Northampton is twinned with Poitiers, in mid-west France – and the club’s first visit to that lovely town coincided with the Charles Martell International Epee Competition. Several members competed – all but one were eliminated in the first round – but what an experience!! Since then members of the Poitiers Club, Salle Gaston Robert, have visited Northampton on three occasions, and Northampton fencers have three times been hosted by Poitiers. Some firm friendships have been established, and letters and Christmas cards regularly pass between members of the two clubs.

The Twenty First Century and Beyond

The new Millennium saw a rise in club membership, a new venue at Moulton College and the return of competition successes by junior and senior members. With a number of these successes at National and International levels.


Building International Bridges

In more recent times the club has enjoyed making international friendships by regularly sending teams to compete at Dublin’s Trinity College, ‘Professor Duffy team epee’ held annually in January. With some success against strong opposition, including teams from France, USA, and Germany. The women’s team taking medals regularly and 2023 Northampton men came 2nd.

By chance, a meeting in Dublin in 2010 saw us meet a team from Northampton’s twin town Marburg (in Germany) and friendships were made.

A few years later NFC were invited to their state championship further cementing the relationship – culminating in their return visit for the then president Nicholas Partridge’s impending marriage, with a tournament held in celebration. A mixed-up up German, Siberian, Northamptonian team ended victorious by 3 hits.

We continue to explore fencing opportunities at home and abroad and making a mark on the map.


The Impact of the Global Pandemic

The arrival of Covid-19 and the subsequent lockdown dealt a major blow to the club and its finances. The club was forced to close its doors in March 2020. Unlike many other clubs, we  reopened as soon as we were allowed (in August 2020) with heavy restrictions and procedures in place. Paul Willmott volunteered to be our Covid-19 officer and orchestrated the successful early return to the club. Numbers were obviously down but the few who braved it enjoyed their ability to take up weapons again.

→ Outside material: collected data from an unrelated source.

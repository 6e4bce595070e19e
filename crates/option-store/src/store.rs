//! Option Store Implementation

use crate::error::StoreError;
use crate::table::{OptionDef, OptionId, OptionKind, OptionValue, OPTIONS, OPTION_COUNT};
use crate::CLOUD_TOKEN_LEN;
use std::fs::{self, File};
use std::io::{self, BufRead, BufReader, BufWriter, Write};
use std::net::Ipv4Addr;
use std::path::{Path, PathBuf};
use tracing::{debug, info, warn};

/// Upper bound on lines parsed from one file, guards against runaway files
const MAX_LOAD_LINES: usize = OPTION_COUNT + 1;

/// Outcome of a load
#[derive(Debug, Clone, Copy, Default, PartialEq, Eq)]
pub struct LoadReport {
    /// Whether the option file existed
    pub found: bool,
    /// Lines parsed
    pub lines: usize,
    /// Lines that updated a known option
    pub applied: usize,
}

/// What startup did with the option file
#[derive(Debug, Clone, Copy, PartialEq, Eq)]
pub enum SetupOutcome {
    /// No file existed, defaults were written
    Initialized,
    /// File loaded, firmware version unchanged
    Loaded,
    /// File loaded from an older firmware. The loaded values are kept even
    /// when re-saving fails; `saved` tells whether the file was rewritten.
    Migrated { from: u32, saved: bool },
}

/// Static network configuration taken from the options
#[derive(Debug, Clone, Copy, PartialEq, Eq)]
pub struct StaticIp {
    pub address: Ipv4Addr,
    pub gateway: Ipv4Addr,
    pub subnet: Ipv4Addr,
}

/// Typed option table backed by a `name:value` text file.
///
/// Lookup by name is a linear scan over the compiled table; the table is
/// small and the scan is the intended cost.
pub struct OptionStore {
    /// Backing file
    path: PathBuf,
    /// Values in table order
    values: [OptionValue; OPTION_COUNT],
}

impl OptionStore {
    /// Create a store holding compiled-in defaults
    pub fn new(path: impl Into<PathBuf>) -> Self {
        Self {
            path: path.into(),
            values: std::array::from_fn(|i| OPTIONS[i].default_value()),
        }
    }

    /// Path of the backing file
    pub fn path(&self) -> &Path {
        &self.path
    }

    /// Whether the backing file exists
    pub fn exists(&self) -> bool {
        self.path.exists()
    }

    /// Find an option by its exact, case-sensitive name
    pub fn find(name: &str) -> Option<OptionId> {
        OPTIONS
            .iter()
            .position(|def| def.name == name)
            .and_then(OptionId::from_index)
    }

    /// Read the option file over the current values.
    ///
    /// A missing file is not an error and changes nothing. Unknown names and
    /// lines without a `:` are skipped. Integer values are parsed leniently
    /// and kept even when above their bound. At most `OPTION_COUNT + 1` lines
    /// are parsed; options after that keep their current values.
    pub fn load(&mut self) -> Result<LoadReport, StoreError> {
        let file = match File::open(&self.path) {
            Ok(file) => file,
            Err(e) if e.kind() == io::ErrorKind::NotFound => {
                debug!("No option file at {}", self.path.display());
                return Ok(LoadReport::default());
            }
            Err(e) => {
                warn!("Failed to open option file {}: {}", self.path.display(), e);
                return Err(e.into());
            }
        };

        let mut report = LoadReport {
            found: true,
            ..Default::default()
        };

        for line in BufReader::new(file).split(b'\n') {
            let line = match line {
                Ok(line) => line,
                Err(e) => {
                    warn!("Option file read stopped after {} lines: {}", report.lines, e);
                    break;
                }
            };
            if report.lines == MAX_LOAD_LINES {
                warn!("Option file exceeds {} lines, ignoring the rest", MAX_LOAD_LINES);
                break;
            }
            report.lines += 1;

            let line = String::from_utf8_lossy(&line);
            let Some((name, value)) = line.split_once(':') else {
                debug!("Skipping option line without delimiter");
                continue;
            };
            let Some(id) = Self::find(name) else {
                debug!("Skipping unknown option {:?}", name);
                continue;
            };

            let value = value.trim();
            self.values[id.index()] = match id.def().kind() {
                OptionKind::Integer { .. } => OptionValue::Int(parse_int_lenient(value)),
                OptionKind::String => OptionValue::Str(value.to_string()),
            };
            report.applied += 1;
        }

        info!(
            "Loaded {} options from {} ({} lines)",
            report.applied,
            self.path.display(),
            report.lines
        );
        Ok(report)
    }

    /// Rewrite the whole option file in table order
    pub fn save(&self) -> Result<(), StoreError> {
        let file = File::create(&self.path).map_err(|e| {
            warn!("Failed to create option file {}: {}", self.path.display(), e);
            e
        })?;

        let mut writer = BufWriter::new(file);
        for (def, value) in self.iter() {
            writeln!(writer, "{}:{}", def.name, value)?;
        }
        writer.flush()?;

        metrics::counter!("option_saves_total").increment(1);
        info!("Saved {} options to {}", OPTION_COUNT, self.path.display());
        Ok(())
    }

    /// Factory reset: delete the file and return to compiled-in defaults.
    ///
    /// The file is only written again by the next `save`.
    pub fn reset(&mut self) -> Result<(), StoreError> {
        match fs::remove_file(&self.path) {
            Ok(()) => info!("Removed option file {}", self.path.display()),
            Err(e) if e.kind() == io::ErrorKind::NotFound => {
                debug!("Option file already absent");
            }
            Err(e) => {
                warn!("Failed to remove option file {}: {}", self.path.display(), e);
                return Err(e.into());
            }
        }
        self.restore_defaults();
        Ok(())
    }

    /// Reset in-memory values to compiled-in defaults
    pub fn restore_defaults(&mut self) {
        for (value, def) in self.values.iter_mut().zip(OPTIONS.iter()) {
            *value = def.default_value();
        }
    }

    /// Startup hook: materialize defaults or load, then migrate the
    /// firmware version while keeping every other value.
    ///
    /// Errors only when the initial save or the load fails. A failed
    /// migration save is logged and the loaded values stay in memory.
    pub fn setup(&mut self, firmware_version: u32) -> Result<SetupOutcome, StoreError> {
        if !self.exists() {
            info!("No option file, saving defaults");
            self.save()?;
            return Ok(SetupOutcome::Initialized);
        }

        self.load()?;
        let stored = self.int(OptionId::FirmwareVersion).unwrap_or(0);
        if stored != firmware_version {
            info!("Firmware changed {} -> {}, re-saving options", stored, firmware_version);
            self.values[OptionId::FirmwareVersion.index()] = OptionValue::Int(firmware_version);
            let saved = match self.save() {
                Ok(()) => true,
                Err(e) => {
                    warn!("Keeping loaded options, migration save failed: {}", e);
                    false
                }
            };
            return Ok(SetupOutcome::Migrated {
                from: stored,
                saved,
            });
        }
        Ok(SetupOutcome::Loaded)
    }

    /// Current value of an option
    pub fn value(&self, id: OptionId) -> &OptionValue {
        &self.values[id.index()]
    }

    /// Integer value, `None` for string options
    pub fn int(&self, id: OptionId) -> Option<u32> {
        self.value(id).as_int()
    }

    /// String value, `None` for integer options
    pub fn string(&self, id: OptionId) -> Option<&str> {
        self.value(id).as_str()
    }

    /// Set an integer option within its bound
    pub fn set_int(&mut self, id: OptionId, value: u32) -> Result<(), StoreError> {
        let def = id.def();
        match def.kind() {
            OptionKind::Integer { max } if value > max => Err(StoreError::OutOfRange {
                name: def.name,
                value,
                max,
            }),
            OptionKind::Integer { .. } => {
                self.values[id.index()] = OptionValue::Int(value);
                Ok(())
            }
            OptionKind::String => Err(StoreError::KindMismatch {
                name: def.name,
                expected: "integer",
            }),
        }
    }

    /// Set a string option.
    ///
    /// Surrounding whitespace is dropped, matching what a reload would
    /// produce. Line breaks would split the record and are rejected.
    pub fn set_string(&mut self, id: OptionId, value: &str) -> Result<(), StoreError> {
        let def = id.def();
        if def.is_integer() {
            return Err(StoreError::KindMismatch {
                name: def.name,
                expected: "string",
            });
        }
        if value.contains(|c: char| c == '\n' || c == '\r') {
            return Err(StoreError::InvalidValue {
                name: def.name,
                reason: "line breaks are not allowed",
            });
        }
        self.values[id.index()] = OptionValue::Str(value.trim().to_string());
        Ok(())
    }

    /// Set an option from request text, parsed by the option's kind.
    ///
    /// Integers must be plain decimal here; only the file loader is lenient.
    pub fn set_from_text(&mut self, id: OptionId, text: &str) -> Result<(), StoreError> {
        let def = id.def();
        if def.is_integer() {
            let value = text.trim().parse::<u32>().map_err(|_| StoreError::InvalidValue {
                name: def.name,
                reason: "not a decimal integer",
            })?;
            self.set_int(id, value)
        } else {
            self.set_string(id, text)
        }
    }

    /// All options with their current values, in table order
    pub fn iter(&self) -> impl Iterator<Item = (&'static OptionDef, &OptionValue)> + '_ {
        OPTIONS.iter().zip(self.values.iter())
    }

    /// Integer options currently above their bound (e.g. from a corrupt file)
    pub fn out_of_range(&self) -> Vec<OptionId> {
        OptionId::ALL
            .into_iter()
            .filter(|id| {
                let def = id.def();
                def.is_integer() && self.int(*id).is_some_and(|v| v > def.max)
            })
            .collect()
    }

    /// Cloud access is on exactly when the token has the expected length
    pub fn cloud_access_enabled(&self) -> bool {
        self.string(OptionId::CloudToken)
            .is_some_and(|token| token.len() == CLOUD_TOKEN_LEN)
    }

    /// Static addressing, when enabled and all three addresses parse
    pub fn static_ip(&self) -> Option<StaticIp> {
        if self.int(OptionId::UseStaticIp) != Some(1) {
            return None;
        }
        let parse = |id| self.string(id)?.parse::<Ipv4Addr>().ok();
        Some(StaticIp {
            address: parse(OptionId::DeviceIp)?,
            gateway: parse(OptionId::GatewayIp)?,
            subnet: parse(OptionId::Subnet)?,
        })
    }
}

On 20th May 2021 the restrictions had been lifted and ‘normal’ fencing activities returned. The Committee took the decision to break into Club reserves and carry the 2020 memberships over to 2021, allowing people who had paid for 2020 to fence in 2021 at no cost. The return was slow but steady. We lost a large number of of recreational fencers and a few who had been competing too. Memberships in 2022 were vastly down and the club took another financial hit.

But the Committee and club members rallied round. 2022 & 2023 saw the Club run all of our usual competitions. With much promotion at other events, we had record entries and built a great reputation for running fun, well organised events. Changes to the way we sold beginners courses resulted in fewer but much more committed attendees which in turn led to higher retention. And slowly our membership grew.

2023 was especially notable for the number of novices (especially juniors) competing outside of the club, with some success. And our established competitors continued to excel at national and international levels.  


The Future

As for the future, whilst we hope for continuing success on the competition front, more important is that the club continues to thrive and grow, offering the population of Northamptonshire the opportunity to participate in an exciting and challenging sport, whilst retaining its friendly and laid back atmosphere which has attracted so many members in the past.